Sarepta Therapeutics Inc. (NASDAQ:SRPT), a giant in the biotechnological sector could soon find itself running short of cash or cash equivalents which could hinder the progress of the company and not allow it to reach its strategic goals. However, since the entire biotech sector’s valuation is based on the potential of a drug development pipeline, it is open to a lot of different interpretations.
Financial specialists also stress over money matters within the biotech industry more than some other industries in light of the fact that it can take decades before an organization has the capacity to produce regular cash flow. This is because most biotech firms never get to clinical trials or the commercialization stage. At the end of the day, there’s a genuine shot of a biotech stock using up cash on the off chance that it doesn’t have adequate assets to help pay for operations while it is innovating.
Sarepta Therapeutics (NASDAQ:SRPT) announced at the end of the second quarter that it had $284.2 million in cash or cash equivalents and investments. A rise of $19.3 million was observed from the end of the last fiscal year. It is however important to keep in mind that Sarepta (NASDAQ:SRPT) had priced 2.65 million shares at a cost of $38 per share generating a revenue of $94.5 million. However since the net increase was observed to be only $19.3 million, Sarepta (NASDAQ:SRPT) has used $75.2 million in cash in its first two quarters.

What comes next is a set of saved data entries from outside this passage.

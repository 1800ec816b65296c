//! `--action load`

use std::io::Write;

use anyhow::{Context, Result};
use hhctl_core::{load, DbManager, HhClient, HhConfig, LoadReport};
use tracing::info;

pub async fn run_load<W: Write>(config: &HhConfig, db: &DbManager, out: &mut W) -> Result<()> {
    let report = load_all(config, db).await?;
    print_report(&report, out)?;
    Ok(())
}

/// Ensure the schema, then load every configured employer.
pub async fn load_all(config: &HhConfig, db: &DbManager) -> Result<LoadReport> {
    let created = db
        .create_database()
        .await
        .with_context(|| format!("Failed to ensure database '{}'", db.database_name()))?;
    if created {
        info!(database = db.database_name(), "created target database");
    }
    db.create_tables().await.context("Failed to create tables")?;

    let client = HhClient::new(&config.api).context("Failed to build HTTP client")?;
    info!(
        employers = config.employer_ids.len(),
        base_url = client.base_url(),
        "starting load"
    );

    load(&client, db, &config.employer_ids)
        .await
        .context("Load aborted")
}

pub fn print_report<W: Write>(report: &LoadReport, out: &mut W) -> Result<()> {
    writeln!(
        out,
        "Loaded {} companies and {} vacancies.",
        report.companies_loaded, report.vacancies_loaded
    )?;
    if !report.skipped.is_empty() {
        writeln!(out, "Skipped employers: {}", report.skipped.join(", "))?;
    }
    Ok(())
}
//! hhctl-core - employer/vacancy extract-and-load for the hh.ru API
//!
//! Pulls employers and their vacancies over HTTP and writes them into a
//! two-table PostgreSQL schema (`companies`, `vacancies`), then answers a few
//! aggregate queries over what was loaded.
//!
//! All work is sequential: one employer at a time, one row at a time.

pub mod api;
pub mod config;
pub mod db;
pub mod error;
pub mod loader;
pub mod normalize;

pub use api::{Employer, HhClient, Salary, Vacancy, VacancyPage};
pub use config::{ApiConfig, DatabaseConfig, HhConfig};
pub use db::{CompanyVacancyCount, DbManager, Statistics, VacancyListing};
pub use error::{HhError, Result};
pub use loader::{load, EmployerSource, LoadReport, VacancyStore};
pub use normalize::normalize_salary;
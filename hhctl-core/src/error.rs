//! Structured error types for hhctl-core.
//!
//! The CLI wraps these in `anyhow` for context; library callers can match
//! on the variant.

use std::io;
use thiserror::Error;

/// Main error type for hhctl-core operations
#[derive(Error, Debug)]
pub enum HhError {
    /// Transport-level HTTP failure (connect, TLS, body decode)
    #[error("HTTP error: {0}")]
    Http(#[from] reqwest::Error),

    /// Database driver error
    #[error("Database error: {0}")]
    Database(#[from] sqlx::Error),

    /// JSON parsing failed
    #[error("JSON error at {context}: {source}")]
    Json {
        context: String,
        source: serde_json::Error,
    },

    /// Configuration error (bad env var, unreadable config file)
    #[error("Configuration error: {reason}")]
    Config { reason: String },

    #[error("I/O error: {source}")]
    Io {
        #[from]
        source: io::Error,
    },
}

/// Result type alias for hhctl-core operations
pub type Result<T> = std::result::Result<T, HhError>;

impl HhError {
    /// Create a JSON error with context
    pub fn json(context: impl Into<String>, source: serde_json::Error) -> Self {
        Self::Json {
            context: context.into(),
            source,
        }
    }

    /// Create a config error
    pub fn config(reason: impl Into<String>) -> Self {
        Self::Config {
            reason: reason.into(),
        }
    }
}

#[cfg(test)]
mod tests {
    use super::*;

    #[test]
    fn test_config_error_display() {
        let err = HhError::config("DB_PORT must be a number, got 'abc'");
        assert_eq!(
            err.to_string(),
            "Configuration error: DB_PORT must be a number, got 'abc'"
        );
    }

    #[test]
    fn test_json_error_carries_context() {
        let source = serde_json::from_str::<serde_json::Value>("{").unwrap_err();
        let err = HhError::json("employer 1740", source);
        assert!(err.to_string().starts_with("JSON error at employer 1740"));
    }

    #[test]
    fn test_io_error_conversion() {
        let io_err = io::Error::new(io::ErrorKind::NotFound, "missing");
        let err: HhError = io_err.into();
        assert!(matches!(err, HhError::Io { .. }));
    }
}
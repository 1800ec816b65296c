//! `--action clean`

use std::io::Write;

use anyhow::{Context, Result};
use hhctl_core::DbManager;

pub async fn run_clean<W: Write>(db: &DbManager, out: &mut W) -> Result<()> {
    db.create_tables().await.context("Failed to create tables")?;
    db.clear_database().await.context("Failed to clear database")?;

    let stats = db.get_statistics().await.context("Failed to read statistics")?;
    writeln!(
        out,
        "Database cleared: {} companies, {} vacancies remain.",
        stats.num_companies, stats.num_vacancies
    )?;
    Ok(())
}
//! PostgreSQL persistence for companies and vacancies
//!
//! Each operation borrows a connection from the pool for its own statements
//! and gives it back; nothing is held between calls. The pool connects
//! lazily so `create_database` can run before the target database exists.

use sqlx::postgres::{PgConnectOptions, PgPoolOptions};
use sqlx::{Connection, FromRow, PgConnection, PgPool};
use tracing::{debug, info};

use crate::api::{Employer, Vacancy};
use crate::config::DatabaseConfig;
use crate::error::Result;
use crate::normalize::normalize_salary;

const CREATE_COMPANIES: &str = r#"
    CREATE TABLE IF NOT EXISTS companies (
        id SERIAL PRIMARY KEY,
        name TEXT NOT NULL,
        description TEXT
    )
"#;

const CREATE_VACANCIES: &str = r#"
    CREATE TABLE IF NOT EXISTS vacancies (
        id SERIAL PRIMARY KEY,
        title TEXT NOT NULL DEFAULT '',
        salary INTEGER,
        link TEXT NOT NULL DEFAULT '',
        company_id INTEGER NOT NULL REFERENCES companies(id)
    )
"#;

const LISTING_SELECT: &str = r#"
    SELECT c.name AS company, v.title, v.salary, v.link
    FROM vacancies v
    INNER JOIN companies c ON v.company_id = c.id
"#;

/// Row counts of both tables.
#[derive(Debug, Clone, Copy, PartialEq, Eq)]
pub struct Statistics {
    pub num_companies: i64,
    pub num_vacancies: i64,
}

#[derive(Debug, Clone, FromRow)]
pub struct CompanyVacancyCount {
    pub name: String,
    pub vacancies_count: i64,
}

/// A vacancy joined with its company name.
#[derive(Debug, Clone, FromRow)]
pub struct VacancyListing {
    pub company: String,
    pub title: String,
    pub salary: Option<i32>,
    pub link: String,
}

pub struct DbManager {
    pool: PgPool,
    config: DatabaseConfig,
}

impl DbManager {
    pub fn new(config: &DatabaseConfig) -> Self {
        let pool = PgPoolOptions::new()
            .max_connections(config.max_connections)
            .connect_lazy_with(connect_options(config, &config.name));
        Self {
            pool,
            config: config.clone(),
        }
    }

    /// Get pool reference for custom operations
    pub fn pool(&self) -> &PgPool {
        &self.pool
    }

    pub fn database_name(&self) -> &str {
        &self.config.name
    }

    /// Create the target database if it does not exist yet.
    ///
    /// Connects to the administrative database for the check. Two concurrent
    /// callers can both see the database as missing; the loser gets an error.
    pub async fn create_database(&self) -> Result<bool> {
        let options = connect_options(&self.config, &self.config.admin_database);
        let mut conn = PgConnection::connect_with(&options).await?;

        let exists: Option<i32> =
            sqlx::query_scalar("SELECT 1 FROM pg_database WHERE datname = $1")
                .bind(&self.config.name)
                .fetch_optional(&mut conn)
                .await?;

        let created = exists.is_none();
        if created {
            let statement = format!("CREATE DATABASE {}", quote_ident(&self.config.name));
            sqlx::query(&statement).execute(&mut conn).await?;
            info!(database = %self.config.name, "created database");
        } else {
            debug!(database = %self.config.name, "database already exists");
        }

        conn.close().await?;
        Ok(created)
    }

    pub async fn create_tables(&self) -> Result<()> {
        sqlx::query(CREATE_COMPANIES).execute(&self.pool).await?;
        sqlx::query(CREATE_VACANCIES).execute(&self.pool).await?;
        debug!("ensured companies and vacancies tables");
        Ok(())
    }

    /// Insert a company and return its local id.
    pub async fn insert_company(&self, company: &Employer) -> Result<i32> {
        let id: i32 = sqlx::query_scalar(
            "INSERT INTO companies (name, description) VALUES ($1, $2) RETURNING id",
        )
        .bind(&company.name)
        .bind(&company.description)
        .fetch_one(&self.pool)
        .await?;

        debug!(company_id = id, employer_id = %company.id, name = %company.name, "inserted company");
        Ok(id)
    }

    pub async fn insert_vacancy(&self, vacancy: &Vacancy, company_id: i32) -> Result<()> {
        let title = vacancy.name.as_deref().unwrap_or_default();
        let salary = normalize_salary(vacancy.salary.as_ref());
        let link = vacancy.alternate_url.as_deref().unwrap_or_default();

        sqlx::query(
            "INSERT INTO vacancies (title, salary, link, company_id) VALUES ($1, $2, $3, $4)",
        )
        .bind(title)
        .bind(salary)
        .bind(link)
        .bind(company_id)
        .execute(&self.pool)
        .await?;

        debug!(company_id, title, ?salary, "inserted vacancy");
        Ok(())
    }

    /// Delete every vacancy, then every company.
    pub async fn clear_database(&self) -> Result<()> {
        let mut tx = self.pool.begin().await?;
        let vacancies = sqlx::query("DELETE FROM vacancies").execute(&mut *tx).await?;
        let companies = sqlx::query("DELETE FROM companies").execute(&mut *tx).await?;
        tx.commit().await?;

        info!(
            vacancies = vacancies.rows_affected(),
            companies = companies.rows_affected(),
            "cleared database"
        );
        Ok(())
    }

    pub async fn get_statistics(&self) -> Result<Statistics> {
        let num_companies: i64 = sqlx::query_scalar("SELECT COUNT(*) FROM companies")
            .fetch_one(&self.pool)
            .await?;
        let num_vacancies: i64 = sqlx::query_scalar("SELECT COUNT(*) FROM vacancies")
            .fetch_one(&self.pool)
            .await?;

        Ok(Statistics {
            num_companies,
            num_vacancies,
        })
    }

    /// Every company with its vacancy count, including companies with none.
    pub async fn get_companies_and_vacancies_count(&self) -> Result<Vec<CompanyVacancyCount>> {
        let rows: Vec<CompanyVacancyCount> = sqlx::query_as(
            r#"
            SELECT c.name, COUNT(v.id) AS vacancies_count
            FROM companies c
            LEFT JOIN vacancies v ON c.id = v.company_id
            GROUP BY c.id, c.name
            ORDER BY c.id
            "#,
        )
        .fetch_all(&self.pool)
        .await?;
        Ok(rows)
    }

    pub async fn get_all_vacancies(&self) -> Result<Vec<VacancyListing>> {
        let statement = format!("{} ORDER BY v.id", LISTING_SELECT);
        let rows: Vec<VacancyListing> = sqlx::query_as(&statement).fetch_all(&self.pool).await?;
        Ok(rows)
    }

    /// Rounded average over non-null salaries; `None` when there are none.
    pub async fn get_avg_salary(&self) -> Result<Option<i32>> {
        let avg: Option<i32> = sqlx::query_scalar("SELECT AVG(salary)::INTEGER FROM vacancies")
            .fetch_one(&self.pool)
            .await?;
        Ok(avg)
    }

    /// Vacancies paying strictly more than [`Self::get_avg_salary`].
    pub async fn get_vacancies_with_higher_salary(&self) -> Result<Vec<VacancyListing>> {
        let Some(average) = self.get_avg_salary().await? else {
            return Ok(Vec::new());
        };

        let statement = format!(
            "{} WHERE v.salary > $1 ORDER BY v.salary DESC, v.id",
            LISTING_SELECT
        );
        let rows: Vec<VacancyListing> = sqlx::query_as(&statement)
            .bind(average)
            .fetch_all(&self.pool)
            .await?;
        Ok(rows)
    }

    /// Vacancies whose title contains `keyword`, ignoring case.
    pub async fn get_vacancies_with_keyword(&self, keyword: &str) -> Result<Vec<VacancyListing>> {
        let pattern = format!("%{}%", escape_like(keyword));
        let statement = format!(
            "{} WHERE LOWER(v.title) LIKE LOWER($1) ORDER BY v.id",
            LISTING_SELECT
        );
        let rows: Vec<VacancyListing> = sqlx::query_as(&statement)
            .bind(pattern)
            .fetch_all(&self.pool)
            .await?;
        Ok(rows)
    }

    /// Close the pool, waiting for borrowed connections to come back.
    pub async fn close(&self) {
        self.pool.close().await;
    }
}

fn connect_options(config: &DatabaseConfig, database: &str) -> PgConnectOptions {
    PgConnectOptions::new()
        .host(&config.host)
        .port(config.port)
        .username(&config.user)
        .password(&config.password)
        .database(database)
}

/// Double-quote an identifier for use in DDL.
fn quote_ident(name: &str) -> String {
    format!("\"{}\"", name.replace('"', "\"\""))
}

/// Escape LIKE wildcards so the keyword matches literally.
fn escape_like(keyword: &str) -> String {
    let mut escaped = String::with_capacity(keyword.len());
    for ch in keyword.chars() {
        if matches!(ch, '\\' | '%' | '_') {
            escaped.push('\\');
        }
        escaped.push(ch);
    }
    escaped
}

Sarepta (NASDAQ:SRPT) has been developing a lot of drugs recently, most commonly for diseases such as Ebola, dengue and most notably DMD (Duchenne muscular dystrophy). It is also trying to get one of its newly developed drugs eteplirsen approved by the cornered authorities so that it can be sold from the mid of next year. If eteplirsen is approved by the food and drug Administration it will help Sarepta (NASDAQ:SRPT) improve its cash flows.
Although its sales won’t make Sarepta (NASDAQ:SRPT) profitable anytime soon, it will slow down the rate at which cash is being consumed by the company in its drug development phase. It is expected that if everything goes according to plan, $200-$250 million could be generated in revenue for the company and the company would be in profit safely by 2017.
However, if eteplirsen is not approved by the food and drug administration, things could turn disastrous for Sarepta (NASDAQ:SRPT). The remaining drug-developing deadline would become useless if the medicine is rejected. However if the FDA require additional testing, it could further cost Sarepta (NASDAQ:SRPT) a lot more money than they had initially projected.
In these times of uncertainty, they could turn probably to a large pharmaceutical company for help as a licensing partner such as GlaxoSmithKline (NASDAQ:GSK) or continue to generate cash from the stock market by issuing new priced shares, otherwise they could very soon run out of cash.